[Given data — start]
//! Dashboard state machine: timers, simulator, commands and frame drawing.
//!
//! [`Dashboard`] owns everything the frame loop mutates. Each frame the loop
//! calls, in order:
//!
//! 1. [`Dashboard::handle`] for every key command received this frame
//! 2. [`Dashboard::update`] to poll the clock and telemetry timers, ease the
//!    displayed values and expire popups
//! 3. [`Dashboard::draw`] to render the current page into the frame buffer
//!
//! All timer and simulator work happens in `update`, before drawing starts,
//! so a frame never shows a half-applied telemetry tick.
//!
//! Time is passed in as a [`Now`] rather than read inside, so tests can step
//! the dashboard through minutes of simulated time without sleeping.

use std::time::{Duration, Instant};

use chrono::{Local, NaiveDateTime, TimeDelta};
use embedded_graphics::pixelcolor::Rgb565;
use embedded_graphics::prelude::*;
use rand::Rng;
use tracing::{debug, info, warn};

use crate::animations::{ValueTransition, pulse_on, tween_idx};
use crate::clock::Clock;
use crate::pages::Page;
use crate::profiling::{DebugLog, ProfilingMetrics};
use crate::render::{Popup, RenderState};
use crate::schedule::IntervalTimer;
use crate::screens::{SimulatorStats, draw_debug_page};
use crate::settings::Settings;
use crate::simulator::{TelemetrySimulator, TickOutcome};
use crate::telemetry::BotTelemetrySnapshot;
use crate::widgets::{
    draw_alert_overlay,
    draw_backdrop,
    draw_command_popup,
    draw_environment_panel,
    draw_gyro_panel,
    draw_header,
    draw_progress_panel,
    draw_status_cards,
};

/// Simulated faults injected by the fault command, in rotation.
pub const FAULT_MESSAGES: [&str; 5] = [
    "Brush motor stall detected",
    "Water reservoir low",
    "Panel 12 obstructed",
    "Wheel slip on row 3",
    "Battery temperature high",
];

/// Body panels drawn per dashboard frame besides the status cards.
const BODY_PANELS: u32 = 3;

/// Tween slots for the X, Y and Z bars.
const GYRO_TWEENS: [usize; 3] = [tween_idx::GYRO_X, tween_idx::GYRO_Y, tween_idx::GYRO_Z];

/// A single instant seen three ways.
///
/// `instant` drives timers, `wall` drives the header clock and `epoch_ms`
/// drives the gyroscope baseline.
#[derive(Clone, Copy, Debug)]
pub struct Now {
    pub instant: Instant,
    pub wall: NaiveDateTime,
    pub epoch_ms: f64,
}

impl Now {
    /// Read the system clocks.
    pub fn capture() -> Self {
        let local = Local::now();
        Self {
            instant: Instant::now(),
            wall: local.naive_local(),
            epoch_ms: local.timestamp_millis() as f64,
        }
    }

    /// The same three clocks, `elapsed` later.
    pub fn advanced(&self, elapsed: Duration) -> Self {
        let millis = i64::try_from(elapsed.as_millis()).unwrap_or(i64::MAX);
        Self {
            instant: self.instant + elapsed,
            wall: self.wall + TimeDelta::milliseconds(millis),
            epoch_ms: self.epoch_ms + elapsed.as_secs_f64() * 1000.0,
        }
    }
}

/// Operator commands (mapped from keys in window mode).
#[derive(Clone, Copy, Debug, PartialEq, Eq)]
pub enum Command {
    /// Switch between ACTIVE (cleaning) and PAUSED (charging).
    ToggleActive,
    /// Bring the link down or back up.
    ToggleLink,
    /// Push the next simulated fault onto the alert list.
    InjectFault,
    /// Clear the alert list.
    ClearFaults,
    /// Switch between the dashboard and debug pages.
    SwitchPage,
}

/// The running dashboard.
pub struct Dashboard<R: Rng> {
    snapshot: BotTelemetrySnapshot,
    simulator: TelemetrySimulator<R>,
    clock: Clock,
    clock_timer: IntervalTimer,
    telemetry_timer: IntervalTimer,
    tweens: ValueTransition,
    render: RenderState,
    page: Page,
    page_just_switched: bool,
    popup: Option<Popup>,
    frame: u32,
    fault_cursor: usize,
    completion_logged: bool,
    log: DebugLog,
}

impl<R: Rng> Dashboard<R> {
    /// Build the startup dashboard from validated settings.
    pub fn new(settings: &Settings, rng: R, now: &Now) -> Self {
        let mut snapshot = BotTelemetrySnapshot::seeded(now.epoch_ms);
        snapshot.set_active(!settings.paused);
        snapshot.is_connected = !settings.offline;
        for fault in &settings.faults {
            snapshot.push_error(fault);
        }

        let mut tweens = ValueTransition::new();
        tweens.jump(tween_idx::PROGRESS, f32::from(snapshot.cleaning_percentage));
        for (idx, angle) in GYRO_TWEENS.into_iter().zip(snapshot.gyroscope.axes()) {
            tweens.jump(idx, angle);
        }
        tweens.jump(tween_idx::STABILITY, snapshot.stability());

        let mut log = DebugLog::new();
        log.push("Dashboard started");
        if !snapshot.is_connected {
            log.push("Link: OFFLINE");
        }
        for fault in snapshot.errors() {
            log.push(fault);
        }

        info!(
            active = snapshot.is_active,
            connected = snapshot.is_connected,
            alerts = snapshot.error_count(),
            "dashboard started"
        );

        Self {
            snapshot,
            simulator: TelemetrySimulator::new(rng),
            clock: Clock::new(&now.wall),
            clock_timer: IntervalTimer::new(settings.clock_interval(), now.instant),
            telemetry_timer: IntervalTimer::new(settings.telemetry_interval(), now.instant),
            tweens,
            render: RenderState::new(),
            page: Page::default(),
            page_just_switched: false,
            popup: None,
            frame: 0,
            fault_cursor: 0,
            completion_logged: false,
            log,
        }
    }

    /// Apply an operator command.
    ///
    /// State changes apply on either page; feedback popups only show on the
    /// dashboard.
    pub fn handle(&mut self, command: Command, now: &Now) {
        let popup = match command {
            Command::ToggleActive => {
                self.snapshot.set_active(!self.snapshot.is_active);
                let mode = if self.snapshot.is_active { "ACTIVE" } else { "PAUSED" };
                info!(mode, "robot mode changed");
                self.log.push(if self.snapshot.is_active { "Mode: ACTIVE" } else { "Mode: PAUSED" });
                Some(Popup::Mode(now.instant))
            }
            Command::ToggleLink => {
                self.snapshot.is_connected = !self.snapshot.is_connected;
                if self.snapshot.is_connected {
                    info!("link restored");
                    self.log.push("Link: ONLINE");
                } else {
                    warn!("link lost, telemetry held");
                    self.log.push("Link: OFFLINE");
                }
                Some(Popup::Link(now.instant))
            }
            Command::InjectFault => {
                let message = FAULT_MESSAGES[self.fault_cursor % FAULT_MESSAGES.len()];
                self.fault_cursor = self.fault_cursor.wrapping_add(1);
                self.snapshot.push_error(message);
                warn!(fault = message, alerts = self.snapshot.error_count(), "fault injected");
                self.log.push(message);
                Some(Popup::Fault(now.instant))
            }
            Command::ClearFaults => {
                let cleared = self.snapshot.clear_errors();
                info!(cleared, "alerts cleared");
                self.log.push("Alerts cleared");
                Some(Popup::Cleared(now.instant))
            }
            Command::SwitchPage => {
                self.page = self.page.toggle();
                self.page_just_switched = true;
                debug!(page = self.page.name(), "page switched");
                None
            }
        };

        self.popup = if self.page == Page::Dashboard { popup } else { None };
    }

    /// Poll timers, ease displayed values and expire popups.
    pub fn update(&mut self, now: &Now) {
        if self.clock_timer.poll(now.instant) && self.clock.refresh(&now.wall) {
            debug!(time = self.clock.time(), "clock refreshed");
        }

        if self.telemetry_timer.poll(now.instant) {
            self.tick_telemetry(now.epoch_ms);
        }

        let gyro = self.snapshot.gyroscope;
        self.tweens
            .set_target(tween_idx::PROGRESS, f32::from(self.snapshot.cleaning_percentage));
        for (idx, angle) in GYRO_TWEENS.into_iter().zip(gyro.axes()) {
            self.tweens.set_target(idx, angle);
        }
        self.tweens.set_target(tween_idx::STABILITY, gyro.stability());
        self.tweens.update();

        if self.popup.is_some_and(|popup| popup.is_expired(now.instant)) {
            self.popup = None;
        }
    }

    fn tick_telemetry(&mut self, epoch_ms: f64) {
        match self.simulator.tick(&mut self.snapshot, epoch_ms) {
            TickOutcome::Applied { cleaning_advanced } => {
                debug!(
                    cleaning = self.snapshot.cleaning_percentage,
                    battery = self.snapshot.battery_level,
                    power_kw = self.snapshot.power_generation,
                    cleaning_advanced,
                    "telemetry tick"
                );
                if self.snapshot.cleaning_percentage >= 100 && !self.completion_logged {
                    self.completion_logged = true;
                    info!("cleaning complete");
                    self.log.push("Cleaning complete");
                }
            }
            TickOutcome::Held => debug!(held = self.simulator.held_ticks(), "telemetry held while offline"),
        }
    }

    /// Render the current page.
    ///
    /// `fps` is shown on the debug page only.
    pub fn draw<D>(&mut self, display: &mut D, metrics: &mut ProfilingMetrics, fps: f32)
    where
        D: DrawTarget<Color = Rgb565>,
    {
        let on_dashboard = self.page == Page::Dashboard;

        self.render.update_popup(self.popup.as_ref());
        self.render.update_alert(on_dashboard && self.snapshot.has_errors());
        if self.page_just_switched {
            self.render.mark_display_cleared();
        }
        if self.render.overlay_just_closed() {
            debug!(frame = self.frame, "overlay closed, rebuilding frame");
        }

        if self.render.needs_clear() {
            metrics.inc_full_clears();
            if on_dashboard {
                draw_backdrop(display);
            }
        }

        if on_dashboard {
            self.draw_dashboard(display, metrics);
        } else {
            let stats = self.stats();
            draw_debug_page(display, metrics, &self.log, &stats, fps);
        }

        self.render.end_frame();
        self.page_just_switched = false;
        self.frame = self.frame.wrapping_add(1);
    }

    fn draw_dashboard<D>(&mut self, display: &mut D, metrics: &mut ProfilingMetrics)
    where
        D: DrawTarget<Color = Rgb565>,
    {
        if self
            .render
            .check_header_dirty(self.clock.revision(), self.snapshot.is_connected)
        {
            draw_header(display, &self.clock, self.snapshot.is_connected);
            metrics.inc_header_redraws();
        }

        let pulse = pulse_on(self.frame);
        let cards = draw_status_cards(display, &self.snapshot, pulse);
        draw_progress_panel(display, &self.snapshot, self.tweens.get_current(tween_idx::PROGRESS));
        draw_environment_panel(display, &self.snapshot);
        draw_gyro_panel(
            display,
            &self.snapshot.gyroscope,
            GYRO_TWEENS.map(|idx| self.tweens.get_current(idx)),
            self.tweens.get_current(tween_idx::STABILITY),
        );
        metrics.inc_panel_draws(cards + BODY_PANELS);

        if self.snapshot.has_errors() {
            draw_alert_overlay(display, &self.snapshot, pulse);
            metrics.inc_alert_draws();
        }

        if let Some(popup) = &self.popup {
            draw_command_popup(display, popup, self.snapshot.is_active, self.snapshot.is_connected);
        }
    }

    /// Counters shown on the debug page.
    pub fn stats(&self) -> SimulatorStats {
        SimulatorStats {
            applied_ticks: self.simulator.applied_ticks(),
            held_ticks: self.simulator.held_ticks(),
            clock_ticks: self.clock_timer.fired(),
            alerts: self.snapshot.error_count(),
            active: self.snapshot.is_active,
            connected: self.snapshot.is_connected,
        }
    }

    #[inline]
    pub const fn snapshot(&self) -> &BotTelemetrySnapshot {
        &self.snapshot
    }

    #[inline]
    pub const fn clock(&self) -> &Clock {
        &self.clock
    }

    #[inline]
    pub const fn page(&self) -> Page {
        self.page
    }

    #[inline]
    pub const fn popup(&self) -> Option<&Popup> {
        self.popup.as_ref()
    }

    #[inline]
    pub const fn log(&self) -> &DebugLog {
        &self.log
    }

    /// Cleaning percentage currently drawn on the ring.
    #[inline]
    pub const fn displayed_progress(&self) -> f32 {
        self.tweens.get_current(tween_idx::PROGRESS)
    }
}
[Given data — finish]
> [Work order]: Write out every line of the data that holds the word "three".

> [Result]:
/// A single instant seen three ways.
    /// The same three clocks, `elapsed` later.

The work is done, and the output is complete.